Raised in the Dayton area, Hasek received a degree in interior design from Ohio University before she moved to Portland, Ore., several years ago. It was there, while working at a high-pressure design job, that she discovered yoga. From Portland Hasek moved to Anchorage, Alaska, where she met Lynn Minton, who became her yoga teacher and mentor. Minton had studied with the well-known yoga teacher BKS Iyengar of India, who brought yoga to the west in the 1960s, according to Hasek.

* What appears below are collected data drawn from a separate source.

//! What the four prisms say.

use crate::registry::{Action, Command};

#[derive(Clone, Debug)]
pub struct PrismContent {
    pub title: String,
    pub sides: Vec<SideContent>,
}

#[derive(Clone, Debug, Default)]
pub struct SideContent {
    pub heading: String,
    pub body: Vec<String>,
    pub picture: Option<PictureContent>,
}

#[derive(Clone, Debug)]
pub struct PictureContent {
    /// Texture asset key.
    pub texture: &'static str,
    pub action: Action,
}

pub const FUN_FACT_URL: &str = "https://uselessfacts.jsph.pl/api/v2/facts/random";

/// Image file behind each texture key, relative to the asset directory.
pub const TEXTURE_FILES: &[(&str, &str)] = &[
    ("4peaks", "4peaks.jpg"),
    ("chess", "chess.png"),
    ("fms", "fms.png"),
    ("mm", "mm.png"),
    ("ghp", "ghp.png"),
    ("fun-fact", "fun-fact.png"),
    ("wood", "wood.png"),
];

pub fn texture_file(key: &str) -> Option<&'static str> {
    TEXTURE_FILES
        .iter()
        .find(|(k, _)| *k == key)
        .map(|(_, file)| *file)
}

fn side(heading: &str, body: &[&str], picture: Option<PictureContent>) -> SideContent {
    SideContent {
        heading: heading.to_owned(),
        body: body.iter().map(|l| (*l).to_owned()).collect(),
        picture,
    }
}

fn link(texture: &'static str, url: &str) -> Option<PictureContent> {
    Some(PictureContent {
        texture,
        action: Action::url(url),
    })
}

pub fn portfolio() -> Vec<PrismContent> {
    vec![
        PrismContent {
            title: "About Me".into(),
            sides: vec![
                side("Work Experience", &[], None),
                side("Education", &[], None),
                side(
                    "Pic of me",
                    &[],
                    Some(PictureContent {
                        texture: "4peaks",
                        action: Action::Url(None),
                    }),
                ),
                side("Socials", &[], None),
                side("Hobbies", &[], None),
            ],
        },
        PrismContent {
            title: "Projects".into(),
            sides: vec![
                side("50 High Points", &["Coming soon..."], None),
                side(
                    "Online Chess",
                    &[
                        "Fully functional chess server",
                        "written in Java. For now, the client",
                        "is available as an executable .jar.",
                    ],
                    link("chess", "https://cs240.noahpratt.com"),
                ),
                side(
                    "Family Map",
                    &[
                        "Artificial family history data",
                        "generation in both Java and Go.",
                        "Client is a native Android app.",
                    ],
                    link("fms", "https://fms.noahpratt.com"),
                ),
                side(
                    "Music Metrics",
                    &[
                        "Full stack app to see stats about",
                        "your all-time Spotify listening",
                        "history. Written in Go and React.",
                    ],
                    link("mm", "https://musicmetrics.app"),
                ),
                side(
                    "GoatHouse Pizza",
                    &[
                        "Online hub for my pizza company.",
                        "Front end written in Vanilla JS",
                        "and utilizes Microsoft Azure.",
                    ],
                    link("ghp", "https://goathousepizza.com"),
                ),
            ],
        },
        PrismContent {
            title: "Skills".into(),
            sides: vec![
                side("Java", &["Chess server and Family Map."], None),
                side("Go", &["Music Metrics and Family Map", "back ends."], None),
                side("JavaScript & React", &["Music Metrics front end."], None),
                side("Cloud / Azure", &["GoatHouse Pizza hosting."], None),
                side("Android", &["Family Map native client."], None),
            ],
        },
        PrismContent {
            title: "Extras".into(),
            sides: vec![
                side(
                    "Fun Fact",
                    &["Click the picture, then check", "the developer console."],
                    Some(PictureContent {
                        texture: "fun-fact",
                        action: Action::Command(Command::FunFact),
                    }),
                ),
                side("This Site", &["Rendered with wgpu", "on WebGPU."], None),
                side("Resume", &["Available on request."], None),
                side("Contact", &[], None),
                side("Thanks", &["Thanks for stopping by!"], None),
            ],
        },
    ]
}
use prism_core::{DrawList, SceneUniforms};
use prism_render::{SceneRenderer, TextureImage};

pub struct GpuState<'w> {
    pub window: &'w winit::window::Window,
    surface: wgpu::Surface<'w>,
    device: wgpu::Device,
    queue: wgpu::Queue,
    config: wgpu::SurfaceConfiguration,
    renderer: SceneRenderer,
}

impl<'w> GpuState<'w> {
    pub async fn new(window: &'w winit::window::Window, clear: [f64; 3]) -> anyhow::Result<Self> {
        let size = window.inner_size();
        let instance = wgpu::Instance::default();
        let surface = instance.create_surface(window)?;
        let adapter = instance
            .request_adapter(&wgpu::RequestAdapterOptions {
                power_preference: wgpu::PowerPreference::HighPerformance,
                compatible_surface: Some(&surface),
                force_fallback_adapter: false,
            })
            .await
            .ok_or_else(|| anyhow::anyhow!("No GPU adapter"))?;
        let (device, queue) = adapter
            .request_device(
                &wgpu::DeviceDescriptor {
                    required_features: wgpu::Features::empty(),
                    required_limits: wgpu::Limits::default(),
                    memory_hints: wgpu::MemoryHints::Performance,
                    label: None,
                },
                None,
            )
            .await?;

        let caps = surface.get_capabilities(&adapter);
        let format = caps
            .formats
            .iter()
            .copied()
            .find(|f| f.is_srgb())
            .or_else(|| caps.formats.first().copied())
            .ok_or_else(|| anyhow::anyhow!("surface reports no formats"))?;
        let config = wgpu::SurfaceConfiguration {
            usage: wgpu::TextureUsages::RENDER_ATTACHMENT,
            format,
            width: size.width.max(1),
            height: size.height.max(1),
            present_mode: wgpu::PresentMode::Fifo,
            alpha_mode: caps
                .alpha_modes
                .first()
                .copied()
                .unwrap_or(wgpu::CompositeAlphaMode::Auto),
            view_formats: vec![],
            desired_maximum_frame_latency: 2,
        };
        surface.configure(&device, &config);
        let renderer =
            SceneRenderer::new(&device, &queue, format, config.width, config.height, clear);

        Ok(Self {
            window,
            surface,
            device,
            queue,
            config,
            renderer,
        })
    }

    pub fn resize(&mut self, new_size: winit::dpi::PhysicalSize<u32>) {
        if new_size.width == 0 || new_size.height == 0 {
            return;
        }
        self.config.width = new_size.width;
        self.config.height = new_size.height;
        self.surface.configure(&self.device, &self.config);
        self.renderer
            .resize(&self.device, new_size.width, new_size.height);
    }

    pub fn upload_texture(&mut self, key: &'static str, image: &TextureImage) {
        self.renderer
            .upload_texture(&self.device, &self.queue, key, image);
    }

    pub fn render(
        &mut self,
        uniforms: &SceneUniforms,
        list: &DrawList,
    ) -> Result<(), wgpu::SurfaceError> {
        let frame = self.surface.get_current_texture()?;
        let view = frame
            .texture
            .create_view(&wgpu::TextureViewDescriptor::default());
        self.renderer
            .draw(&self.device, &self.queue, &view, uniforms, list);
        frame.present();
        Ok(())
    }
}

“When people ask me what I miss most about Alaska, I always say, ‘my teacher,’” Hasek said. While in Alaska, Hasek completed a 200-hour teacher training program with Minton, studying anatomy, postures and the philosophy of yoga.

When the Haseks moved to Yellow Springs in December, Monica Hasek was still working in the design field. But that all changed in January when Hasek, poking around downtown Yellow Springs one afternoon, discovered the space that is now her studio. At the time, the space was used by bubble-wand makers and smelled of epoxy and was “full of stuff,” Hasek said, but she immediately envisioned it as a perfect spot for yoga.

“All the natural light and the hardwood floors — it had a great energy,” said Hasek, who later discovered the space had been a yoga studio in the 1980s, owned by yoga teachers Andrew Junker and Patricia Schneider.

The space was available, and when her husband encouraged her to pursue her dream, Hasek quit her job and plunged into opening Yoga Springs. She was also encouraged by responses from other local yoga teachers, who agreed there was a need for a studio and that the Yoga Springs location was “the best space in town,” Hasek said.

To prepare to open the studio, the Haseks “lightened up the space” by refinishing the floors, cleaning, painting and creating a changing room. They also ordered the studio’s purple and green yoga props, including bolsters, belts and blocks, along with mats, eye pillows and blankets.

Props are an integral part of Iyengar yoga, according to Monica Hasek, saying that when Iyengar introduced yoga to Westerners, he also introduced the use of the props to “help ease tight western bodies into yoga postures.”

The response to Yoga Springs from local yoga teachers has been encouraging, Hasek said. While two teachers besides herself taught classes in March, the studio’s first month of operation, six signed on for April and eight for May. New May classes will include a meditation class with Joyce Appell at 5:45 p.m. Wednesdays, Sunday morning yoga with Mary Beth Harnett at 10, and authentic movement classes for women, Fridays from 4 to 6 p.m., with Theresa Sapunar.

While some of her friends have worried that Hasek’s own classes will have fewer people due to the number of teachers working at the studio, Hasek is eager to offer as many opportunities as possible for local yoga teachers and students.

“It’s important to be able to offer many class times, many yoga traditions and styles and many teachers with different personalities,” said Hasek, who recommends that people new to yoga study with several teachers “until you find the one you connect with.”